What is inflation? Why do we care so much about inflation? Inflation is a sustained increase in the overall level of prices. Since price stability is a key objective of monetary policy, central banks are obviously concerned with inflation. Prices of specific goods or services may go up or down relative to the prices of others reflecting changes in productivity or demand and supply conditions. But when the overall price level rises, it erodes the purchasing power of income, raises the cost of living and lowers the real value of savings. Savers, investors and financial intermediaries track closely the link between inflation and interest rate. The level of inflation is also critical in terms of maintaining competitiveness of domestic industry in a liberalized trading and market determined exchange rate regime. More importantly, it is the poor who are most vulnerable to inflation as they do not have any effective hedge against inflation. As Keynes said, "Inflation is the form of taxation which the public find hardest to evade." Thus, the issue of inflation and its measurement have always received lot of attention in India.

Currently, there are five different primary measures of inflation – the Wholesale Price Index (WPI) and four measures of the Consumer Price Index (CPI). In addition, Gross Domestic Product (GDP) deflator and Private Final Consumption Expenditure (PFCE) deflator from the National Accounts Statistics (NAS)
provide implicit economy-wide inflation estimate. The WPI is considered as the headline inflation measure because of its availability at high frequency.

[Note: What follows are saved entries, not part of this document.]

//! Non-blocking sibling of [`crate::tls::Connection`]: the caller supplies
//! both the input and output buffers and owns all I/O itself. Useful inside
//! a reactor that already has raw bytes in hand (e.g. from a single
//! `recv()` call spanning several records) and doesn't want the record
//! plane to own a socket.

use crate::error::Error;
use crate::tls::cipher::Cipher;
use crate::tls::constants::RECORD_HEADER_LEN;
use crate::tls::record::{ContentType, RecordHeader};
use crate::tls::record_stream::RecordPlane;

/// Result of [`Transcoder::encrypt`].
pub struct EncryptResult {
    /// Bytes written to the output buffer (framed ciphertext).
    pub ciphertext: usize,
    /// Bytes consumed from the input buffer (always all of it on success).
    pub consumed: usize,
}

/// Result of [`Transcoder::decrypt`].
pub struct DecryptResult {
    /// Bytes of plaintext written to the output buffer.
    pub plaintext: usize,
    /// Bytes consumed from the input buffer (one full framed record).
    pub consumed: usize,
    pub content_type: ContentType,
}

/// Drives the same [`RecordPlane`] as `Connection`, but never touches a
/// transport: every call takes explicit input/output slices.
pub struct Transcoder {
    plane: RecordPlane,
    max_fragment_len: usize,
}

impl Transcoder {
    pub fn new(cipher: Cipher, is_tls13: bool, max_fragment_len: usize, inplace_alignment: usize) -> Self {
        let (encrypt_half, decrypt_half) = cipher.split();
        Self {
            plane: RecordPlane::new(encrypt_half, decrypt_half, is_tls13, inplace_alignment),
            max_fragment_len,
        }
    }

    /// Encrypts all of `input` as one or more framed records into `output`.
    pub fn encrypt(&self, input: &[u8], output: &mut [u8]) -> Result<EncryptResult, Error> {
        let n = self.plane.encrypt(input, output, self.max_fragment_len)?;
        Ok(EncryptResult {
            ciphertext: n,
            consumed: input.len(),
        })
    }

    /// Decrypts exactly one framed record from the front of `input`. If
    /// `input` does not yet hold a complete record, returns
    /// `Error::BufferTooSmall` sized to the still-missing byte count so the
    /// caller knows how much more to read before calling again.
    pub fn decrypt(&self, input: &[u8], output: &mut [u8]) -> Result<DecryptResult, Error> {
        if input.len() < RECORD_HEADER_LEN {
            return Err(Error::BufferTooSmall {
                needed: RECORD_HEADER_LEN,
                available: input.len(),
            });
        }

        let mut header_buf = [0u8; RECORD_HEADER_LEN];
        header_buf.copy_from_slice(&input[..RECORD_HEADER_LEN]);
        let header = RecordHeader::parse(&header_buf)?;

        let record_len = RECORD_HEADER_LEN + header.length as usize;
        if input.len() < record_len {
            return Err(Error::BufferTooSmall {
                needed: record_len,
                available: input.len(),
            });
        }

        if output.len() < header.length as usize {
            return Err(Error::BufferTooSmall {
                needed: header.length as usize,
                available: output.len(),
            });
        }

        let payload_len = header.length as usize;
        output[..payload_len].copy_from_slice(&input[RECORD_HEADER_LEN..record_len]);

        let outcome = self.plane.decrypt_record(&header, &mut output[..payload_len])?;

        Ok(DecryptResult {
            plaintext: outcome.plaintext_len,
            consumed: record_len,
            content_type: outcome.content_type,
        })
    }
}

#[cfg(test)]
mod tests {
    use super::*;
    use crate::tls::cipher::AeadKeyMaterial;

    fn aes128gcm() -> Cipher {
        Cipher::Aes128Gcm {
            encrypt: AeadKeyMaterial {
                key: vec![0x09; 16],
                static_iv: vec![0x0a; 12],
            },
            decrypt: AeadKeyMaterial {
                key: vec![0x09; 16],
                static_iv: vec![0x0a; 12],
            },
        }
    }

    #[test]
    fn encrypt_then_decrypt_round_trips_without_any_io() {
        let transcoder = Transcoder::new(aes128gcm(), true, 16_384, 16);
        let mut wire = [0u8; 256];
        let enc = transcoder.encrypt(b"transcoded", &mut wire).unwrap();
        assert_eq!(enc.consumed, b"transcoded".len());

        let mut plaintext = [0u8; 256];
        let dec = transcoder.decrypt(&wire[..enc.ciphertext], &mut plaintext).unwrap();
        assert_eq!(dec.consumed, enc.ciphertext);
        assert_eq!(&plaintext[..dec.plaintext], b"transcoded");
        assert_eq!(dec.content_type, ContentType::ApplicationData);
    }

    #[test]
    fn decrypt_on_a_partial_record_reports_how_many_more_bytes_are_needed() {
        let transcoder = Transcoder::new(aes128gcm(), true, 16_384, 16);
        let mut wire = [0u8; 256];
        let enc = transcoder.encrypt(b"partial", &mut wire).unwrap();

        let mut plaintext = [0u8; 256];
        let err = transcoder.decrypt(&wire[..enc.ciphertext - 1], &mut plaintext).unwrap_err();
        match err {
            Error::BufferTooSmall { needed, .. } => assert_eq!(needed, enc.ciphertext),
            other => panic!("expected BufferTooSmall, got {other:?}"),
        }
    }
}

While the WPI does not cover prices of services, CPIs are meant to reflect the cost of living conditions for a homogeneous group of consumers based on retail prices. Among the four measures of CPI, the CPI for Industrial workers (IW) has a broader coverage than the others – the CPI for agricultural labourers (AL), rural labourers (RL) and urban non-manual employees (UNME). In the organised sector, CPI-IW is used as a cost of living index

GDP deflator, on the other hand, is a comprehensive measure of inflation, implicitly derived from national accounts data as a ratio of GDP at current prices to constant prices. While it encompasses the entire spectrum of economic activities including services, it is available on a quarterly basis with a lag of two months since 1996. Moreover, national income aggregates extensively use WPI for deflating nominal price estimates to derive real price estimates.

Divergence between WPI and CPI

Why do WPI and CPIs differ? They differ in terms of their weighting pattern. First, food has a larger weight in CPI ranging from 46 per cent in CPI-IW to 69 per cent in CPI-AL whereas it has a weight of only 27 per cent3 in WPI. The CPIs are, therefore, more sensitive to changes in prices of food items. Second, the fuel group has a much higher weight in the WPI (14.2 per cent) than the CPIs (5.5 to 8.4 per cent). As a result, movement in international crude prices has a greater bearing on WPI than on the CPIs. Third, services are not covered under WPI while they are, to different degrees, covered under CPIs.
Consequently, service price inflation has a greater influence on CPIs.